Je ne sais. Ce que je sais, c’est que Jean-Marc a eu l’intelligence, tout en passant petit à petit la main à son fils Julien qui, diplôme d’ingénieur en poche, revient s’installer auprès de son père par passion du métier au milieu des années 90, de prendre en compte le regard de celui-ci sur la vigne et son environnement. Avec lui, les pratiques de la culture en biodynamie sont appliquées au terroir et à la vigne. « Nous restituons la vigne au cœur de son environnement et utilisons des préparations à base de plantes afin de réveiller le système de défense naturelle de la vigne – à la manière du système immunitaire pour les êtres humains – en suivant le cycle lunaire pour les différents travaux de la vigne et du vin. Actuellement, une bonne partie du domaine est cultivée selon les pratiques de l’agriculture biologique et biodynamique. Nous continuons notre travail toujours dans le but d’améliorer la qualité de nos produits.» et de citer Lao Tseu « Produire et faire croître, Produire sans s’approprier, Agir sans rien attendre, Guider sans contraindre »

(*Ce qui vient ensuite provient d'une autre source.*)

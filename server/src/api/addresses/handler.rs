//! Address API Handlers

use axum::extract::{Path, State};
use axum::Json;
use shared::{ApiResponse, AppResult};

use crate::auth::CurrentUser;
use crate::core::AppState;
use crate::db::models::{Address, AddressCreate, AddressUpdate};

/// GET /api/addresses
pub async fn list(
    State(state): State<AppState>,
    user: CurrentUser,
) -> AppResult<ApiResponse<Vec<Address>>> {
    let addresses = state.addresses.find_by_user(user.id).await?;
    Ok(ApiResponse::success(addresses))
}

/// GET /api/addresses/:id
pub async fn get_by_id(
    State(state): State<AppState>,
    user: CurrentUser,
    Path(id): Path<i64>,
) -> AppResult<ApiResponse<Address>> {
    let address = state.addresses.find_by_id(user.id, id).await?;
    Ok(ApiResponse::success(address))
}

/// POST /api/addresses
pub async fn create(
    State(state): State<AppState>,
    user: CurrentUser,
    Json(payload): Json<AddressCreate>,
) -> AppResult<ApiResponse<Address>> {
    let address = state.addresses.create(user.id, payload).await?;
    Ok(ApiResponse::success(address))
}

/// PUT /api/addresses/:id
pub async fn update(
    State(state): State<AppState>,
    user: CurrentUser,
    Path(id): Path<i64>,
    Json(payload): Json<AddressUpdate>,
) -> AppResult<ApiResponse<Address>> {
    let address = state.addresses.update(user.id, id, payload).await?;
    Ok(ApiResponse::success(address))
}

/// PUT /api/addresses/:id/default
pub async fn set_default(
    State(state): State<AppState>,
    user: CurrentUser,
    Path(id): Path<i64>,
) -> AppResult<ApiResponse<Address>> {
    let address = state.addresses.set_default(user.id, id).await?;
    Ok(ApiResponse::success_with_message("Default address set", address))
}

/// DELETE /api/addresses/:id
pub async fn delete(
    State(state): State<AppState>,
    user: CurrentUser,
    Path(id): Path<i64>,
) -> AppResult<ApiResponse<()>> {
    state.addresses.delete(user.id, id).await?;
    Ok(ApiResponse::ok())
}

J’attends l’objection des petits loups et des petites louves adeptes du « petisme » que dénonce Jacques Dupont le régional de l’étape : mais Brocard père&fils ce sont des grands, beaucoup d’hectares ! Oui, ma réponse est celle du très sage Olivier de Moor « Si l’on souhaite vraiment voir se développer une viticulture soucieuse de son environnement, plus propre, ça passe par la conversion des domaines importants. » Elémentaire mon cher Olivier.
Retour sur mes 3 affreux pour vous les présenter :
1- Le Castelmagno l’italien 24 mois 71,65€ le kg Lire ICI link
2- Le Termignon d’alpage 46,50€ le kg Lire ICI link
3- le Vieux Saint-nectaire 29,75€ le kg ICI link
L’histoire du saint Nectaire link
« Le fromage Saint Nectaire prend la forme d'un disque plat de 20 cm de diamètre, 4 cm d'épaisseur pour un poids de 1,5 kg. L'affinage dure au minimum 6 semaines en cave humide sur lit de paille de seigle, avec raclages de la croûte. L'Appellation d'Origine est consentie aussi bien aux produits de fabrication laitière industrielle ou coopérative qu'aux fromages fermiers. Seul le marquage du fromage Saint Nectaire diffère. Les fromages fermiers sont revêtus d'une plaque elliptique (72 mm dans le plus grand diamètre, 38 mm dans le petit) portant imprimée en noir, dans des caractères de 8 mm de hauteur, la mention suivante « Saint-Nectaire fermier ». On y trouve également, au milieu de la plaque, sur la ligne de plus grand diamètre, le numéro d'immatriculation de l'atelier de fabrication.»